Alice Koniges, Berkeley Lab, NERSC
Katherine Yelick, UC Berkeley and Berkeley Lab, NERSC
Rolf Rabenseifner, High Performance Computing Center Stuttgart (HLRS)
Reinhold Bader, Leibniz Supercomputing Center Munich (LRZ)
David Eder, Lawrence Livermore National Laboratory (LLNL)
A full-day tutorial at SC10
PGAS (Partitioned Global Address Space) languages offer both an alternative
to traditional parallelization approaches (MPI and OpenMP),
and the possibility of being combined with MPI for a multicore
hybrid programming model. In this tutorial we cover PGAS concepts and two
commonly used PGAS languages, Coarray Fortran (CAF,
as specified in the Fortran standard) and the
extension to the C standard, Unified Parallel C (UPC). Hands-on exercises to
illustrate important concepts are interspersed with the lectures. Attendees
will be paired in groups of two to accommodate attendees without laptops. Basic
PGAS features, syntax for data distribution, intrinsic functions and
synchronization primitives are discussed. Additional topics include parallel
programming patterns, future extensions of both CAF and UPC, and hybrid
programming. In the hybrid programming section we show how to combine PGAS languages
with MPI, and contrast this approach to combining OpenMP
with MPI. Details:
https://fs.hlrs.de/projects/rabenseifner/publ/SC2010-PGAS.html
This tutorial represents
a unique collaboration between the Berkeley PGAS/UPC group and experienced
hands-on PGAS and hybrid instructors. Participants will be provided with the
technical foundations necessary to write library or application codes using CAF
or UPC, and an introduction to experimental techniques for combining MPI with
PGAS languages.
The tutorial will stress some of the advantages of PGAS programming models
including
·
potentially easier
programmability and therefore higher productivity than with purely MPI-based
programming due to one-sided communication semantics, integration of the type
system and other language features included with the parallel facilities
·
optimization potential
for the language processor (compiler + runtime system)
·
improved scalability
compared to OpenMP at the same level of usage
complexity due to better locality control
·
flexibility with respect
to architectures – PGAS may be deployed on shared memory multi-core systems as
well as (with some care required) on large-scale MPP architectures
The tutorial's strategy to provide an integrated view of both CAF and UPC
will allow the audience to get a clear picture of similarities and differences
between these two approaches to PGAS programming. Hybrid programming using both
OpenMP and PGAS will be illustrated and compared.
The PGAS base is growing
and targets a wide range of SC attendees. Application programmers, vendors and
library designers coming from both C and Fortran
backgrounds, will attend this tutorial. Multicore
architectures are the norm now, from high end systems to desktops. This
tutorial therefore addresses computer professionals with access to a very wide
variety of programming platforms.
30% introductory, 40%
intermediate, 30% advanced
Participants should have
knowledge of at least one of the Fortran 95 and C
programming languages, possibly both, and be comfortable with running example
programs in a Linux environment. Technical assistants and other personnel will
be available for help with the exercises. In addition, a basic knowledge of
traditional parallel programming models (MPI and OpenMP)
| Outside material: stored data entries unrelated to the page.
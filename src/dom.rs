use wasm_bindgen::JsCast;
use web_sys::{
    window, HtmlElement, ScrollBehavior, ScrollIntoViewOptions, ScrollLogicalPosition,
    ScrollToOptions,
};

pub fn scroll_to_top() {
    if let Some(window) = window() {
        let mut opts = ScrollToOptions::new();
        opts.top(0.0).behavior(ScrollBehavior::Smooth);
        window.scroll_to_with_scroll_to_options(&opts);
    }
}

/// Centers the first element carrying `data-field="<name>"` and focuses it
/// when it is an input.
pub fn focus_field(name: &str) {
    let Some(document) = window().and_then(|w| w.document()) else {
        return;
    };
    let selector = format!("[data-field=\"{}\"]", name);
    if let Ok(Some(element)) = document.query_selector(&selector) {
        let mut opts = ScrollIntoViewOptions::new();
        opts.behavior(ScrollBehavior::Smooth).block(ScrollLogicalPosition::Center);
        element.scroll_into_view_with_scroll_into_view_options(&opts);
        if let Some(input) = element.dyn_ref::<HtmlElement>() {
            let _ = input.focus();
        }
    }
}
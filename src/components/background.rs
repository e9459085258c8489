use yew::prelude::*;

/// Fixed gradient layers behind every page. Purely decorative.
#[function_component(AbstractBackground)]
pub fn abstract_background() -> Html {
    html! {
        <div class="abstract-background" aria-hidden="true">
            <div class="bg-base"></div>
            <div class="bg-glow bg-glow-top"></div>
            <div class="bg-glow bg-glow-right"></div>
            <div class="bg-shimmer"></div>
            <div class="bg-divider" style="top: 100vh;"></div>
            <div class="bg-divider" style="top: 200vh;"></div>
        </div>
    }
}
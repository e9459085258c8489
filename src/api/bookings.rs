use chrono::{DateTime, SecondsFormat, Utc};
use gloo_net::http::Request;
use log::{debug, info};
use serde::Serialize;
use thiserror::Error;

use crate::config;
use crate::state::fields::{BookingField, BookingFields};
use crate::state::stepper;

#[derive(Debug, Error)]
pub enum SubmissionError {
    #[error("bookings backend is not configured")]
    Config,
    #[error("booking is missing {0:?}")]
    Incomplete(BookingField),
    #[error("failed to encode booking: {0}")]
    Encode(String),
    #[error("request failed: {0}")]
    Network(String),
    #[error("backend rejected booking with status {status}")]
    Rejected { status: u16 },
}

/// One row of the `prenotazioni` table.
#[derive(Serialize, Debug, Clone, PartialEq)]
pub struct BookingRecord {
    #[serde(rename = "nome")]
    pub full_name: String,
    pub email: String,
    #[serde(rename = "telefono")]
    pub phone: String,
    #[serde(rename = "eta")]
    pub age: u8,
    #[serde(rename = "genere")]
    pub gender: String,
    #[serde(rename = "luogo")]
    pub location: String,
    #[serde(rename = "interessi")]
    pub interests: Option<String>,
    #[serde(rename = "conosciuto")]
    pub referral: String,
    #[serde(rename = "data")]
    pub submitted_at: String,
}

impl BookingRecord {
    pub fn from_fields(fields: &BookingFields, now: DateTime<Utc>) -> Result<Self, SubmissionError> {
        let gender = fields.gender.ok_or(SubmissionError::Incomplete(BookingField::Gender))?;
        let referral = fields.referral.ok_or(SubmissionError::Incomplete(BookingField::Referral))?;
        let interests = fields.interests.trim();

        Ok(Self {
            full_name: fields.full_name.trim().to_string(),
            email: fields.email.trim().to_string(),
            phone: fields.phone.trim().to_string(),
            age: stepper::clamp_age(&fields.age),
            gender: gender.column_value().to_string(),
            location: fields.location.trim().to_string(),
            interests: (!interests.is_empty()).then(|| interests.to_string()),
            referral: referral.column_value().to_string(),
            submitted_at: now.to_rfc3339_opts(SecondsFormat::Millis, true),
        })
    }
}

/// Inserts one booking through the Supabase REST endpoint.
pub async fn insert_booking(record: &BookingRecord) -> Result<(), SubmissionError> {
    let base = config::get_supabase_url();
    let key = config::get_supabase_anon_key();
    if base.is_empty() {
        return Err(SubmissionError::Config);
    }

    let url = format!("{}/rest/v1/{}", base.trim_end_matches('/'), config::BOOKINGS_TABLE);
    debug!("POST {}", url);
    let response = Request::post(&url)
        .header("apikey", key)
        .header("Authorization", &format!("Bearer {}", key))
        .header("Prefer", "return=minimal")
        .json(&[record])
        .map_err(|e| SubmissionError::Encode(e.to_string()))?
        .send()
        .await
        .map_err(|e| SubmissionError::Network(e.to_string()))?;

    if !response.ok() {
        return Err(SubmissionError::Rejected { status: response.status() });
    }
    info!("booking stored");
    Ok(())
}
is useful for the more advanced parts of the tutorial. Attendees will be paired
in groups of two to accommodate attendees without laptops. If you have a
laptop, a secure shell should be installed (e.g. OpenSSH
or PuTTY) to be able to login on the parallel compute
server that will be provided for the exercises, see also http://www.nersc.gov/nusers/help/access/ssh_apps.php
.
After an introduction to
general PGAS concepts as well as to the status of the standardization efforts,
the basic syntax for declaration and use of shared data is presented; the
requirements and rules for synchronization of accesses to shared data are
explained (PGAS memory model). This is followed by the topic of dynamic memory
management for shared entities. Then, advanced synchronizations mechanisms like
locks, atomic procedures as well as collective procedures are discussed, as
well as their usefulness for implementation of certain parallel programming
patterns. The section on hybrid programming explains the way MPI makes
allowances for hybrid models, and how this can be matched with PGAS-based
implementations. Finally, still existing deficiencies in the present language
definitions of CAF and UPC will be indicated; an outlook will be provided for
possible future extensions, which are presently still under discussion among
language developers, and should allow to overcome most of the above-mentioned
deficiencies.
The hands-on sessions
are interspersed with the presentations such that approximately one hour of
presentation is followed by 30 minutes of exercises. The exercises will come
from a pool of exercises that have been tested on courses given throughout
Europe, as well as additional exercises for the newest material.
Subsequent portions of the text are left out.